- [Brief]: Nothing is to be altered; the data must be repeated exactly.

- [Data in this exercise]:
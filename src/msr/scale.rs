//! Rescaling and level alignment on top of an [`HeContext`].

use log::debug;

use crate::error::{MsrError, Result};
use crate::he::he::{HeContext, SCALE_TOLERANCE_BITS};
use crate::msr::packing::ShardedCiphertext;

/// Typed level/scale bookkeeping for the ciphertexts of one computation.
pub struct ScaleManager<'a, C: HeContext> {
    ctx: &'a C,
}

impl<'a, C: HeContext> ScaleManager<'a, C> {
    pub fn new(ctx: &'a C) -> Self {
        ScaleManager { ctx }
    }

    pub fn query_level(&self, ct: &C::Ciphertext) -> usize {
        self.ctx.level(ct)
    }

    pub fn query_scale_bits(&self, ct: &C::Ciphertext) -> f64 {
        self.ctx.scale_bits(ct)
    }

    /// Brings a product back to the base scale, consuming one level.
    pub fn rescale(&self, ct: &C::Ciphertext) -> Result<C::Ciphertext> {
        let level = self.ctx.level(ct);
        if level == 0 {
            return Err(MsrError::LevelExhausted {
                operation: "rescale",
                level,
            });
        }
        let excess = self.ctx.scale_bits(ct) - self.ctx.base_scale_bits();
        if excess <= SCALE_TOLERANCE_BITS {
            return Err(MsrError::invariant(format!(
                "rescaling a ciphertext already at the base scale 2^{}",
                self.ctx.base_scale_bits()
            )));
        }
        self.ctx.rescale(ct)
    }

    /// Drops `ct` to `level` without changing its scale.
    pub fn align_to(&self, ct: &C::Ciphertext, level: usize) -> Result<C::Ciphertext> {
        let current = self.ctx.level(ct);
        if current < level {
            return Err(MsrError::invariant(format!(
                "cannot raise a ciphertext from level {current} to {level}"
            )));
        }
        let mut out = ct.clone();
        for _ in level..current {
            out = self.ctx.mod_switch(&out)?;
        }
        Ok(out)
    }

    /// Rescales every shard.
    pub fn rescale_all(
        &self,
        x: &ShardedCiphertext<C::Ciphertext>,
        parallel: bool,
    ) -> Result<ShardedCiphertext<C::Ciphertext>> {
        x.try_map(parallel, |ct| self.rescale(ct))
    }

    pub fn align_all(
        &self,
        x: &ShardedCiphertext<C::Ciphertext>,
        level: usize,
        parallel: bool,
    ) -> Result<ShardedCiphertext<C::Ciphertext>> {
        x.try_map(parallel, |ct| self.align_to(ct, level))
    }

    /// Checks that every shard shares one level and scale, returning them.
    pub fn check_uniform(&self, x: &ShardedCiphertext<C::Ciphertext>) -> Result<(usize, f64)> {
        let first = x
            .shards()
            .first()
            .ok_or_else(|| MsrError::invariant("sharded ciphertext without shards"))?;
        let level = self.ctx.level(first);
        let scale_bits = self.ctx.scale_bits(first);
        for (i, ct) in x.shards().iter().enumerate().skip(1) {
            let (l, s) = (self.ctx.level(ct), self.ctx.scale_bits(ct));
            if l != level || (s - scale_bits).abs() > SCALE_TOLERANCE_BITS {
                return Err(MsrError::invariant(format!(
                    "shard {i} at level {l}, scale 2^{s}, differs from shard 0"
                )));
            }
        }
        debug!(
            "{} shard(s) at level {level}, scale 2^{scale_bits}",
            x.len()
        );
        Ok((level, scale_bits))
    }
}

- [The completed task]:
filename src/msr/scale.rs
//! Rescaling and level alignment on top of an [`HeContext`].

use log::debug;

use crate::error::{MsrError, Result};
use crate::he::he::{HeContext, SCALE_TOLERANCE_BITS};
use crate::msr::packing::ShardedCiphertext;

/// Typed level/scale bookkeeping for the ciphertexts of one computation.
pub struct ScaleManager<'a, C: HeContext> {
    ctx: &'a C,
}

impl<'a, C: HeContext> ScaleManager<'a, C> {
    pub fn new(ctx: &'a C) -> Self {
        ScaleManager { ctx }
    }

    pub fn query_level(&self, ct: &C::Ciphertext) -> usize {
        self.ctx.level(ct)
    }

    pub fn query_scale_bits(&self, ct: &C::Ciphertext) -> f64 {
        self.ctx.scale_bits(ct)
    }

    /// Brings a product back to the base scale, consuming one level.
    pub fn rescale(&self, ct: &C::Ciphertext) -> Result<C::Ciphertext> {
        let level = self.ctx.level(ct);
        if level == 0 {
            return Err(MsrError::LevelExhausted {
                operation: "rescale",
                level,
            });
        }
        let excess = self.ctx.scale_bits(ct) - self.ctx.base_scale_bits();
        if excess <= SCALE_TOLERANCE_BITS {
            return Err(MsrError::invariant(format!(
                "rescaling a ciphertext already at the base scale 2^{}",
                self.ctx.base_scale_bits()
            )));
        }
        self.ctx.rescale(ct)
    }

    /// Drops `ct` to `level` without changing its scale.
    pub fn align_to(&self, ct: &C::Ciphertext, level: usize) -> Result<C::Ciphertext> {
        let current = self.ctx.level(ct);
        if current < level {
            return Err(MsrError::invariant(format!(
                "cannot raise a ciphertext from level {current} to {level}"
            )));
        }
        let mut out = ct.clone();
        for _ in level..current {
            out = self.ctx.mod_switch(&out)?;
        }
        Ok(out)
    }

    /// Rescales every shard.
    pub fn rescale_all(
        &self,
        x: &ShardedCiphertext<C::Ciphertext>,
        parallel: bool,
    ) -> Result<ShardedCiphertext<C::Ciphertext>> {
        x.try_map(parallel, |ct| self.rescale(ct))
    }

    pub fn align_all(
        &self,
        x: &ShardedCiphertext<C::Ciphertext>,
        level: usize,
        parallel: bool,
    ) -> Result<ShardedCiphertext<C::Ciphertext>> {
        x.try_map(parallel, |ct| self.align_to(ct, level))
    }

    /// Checks that every shard shares one level and scale, returning them.
    pub fn check_uniform(&self, x: &ShardedCiphertext<C::Ciphertext>) -> Result<(usize, f64)> {
        let first = x
            .shards()
            .first()
            .ok_or_else(|| MsrError::invariant("sharded ciphertext without shards"))?;
        let level = self.ctx.level(first);
        let scale_bits = self.ctx.scale_bits(first);
        for (i, ct) in x.shards().iter().enumerate().skip(1) {
            let (l, s) = (self.ctx.level(ct), self.ctx.scale_bits(ct));
            if l != level || (s - scale_bits).abs() > SCALE_TOLERANCE_BITS {
                return Err(MsrError::invariant(format!(
                    "shard {i} at level {l}, scale 2^{s}, differs from shard 0"
                )));
            }
        }
        debug!(
            "{} shard(s) at level {level}, scale 2^{scale_bits}",
            x.len()
        );
        Ok((level, scale_bits))
    }
}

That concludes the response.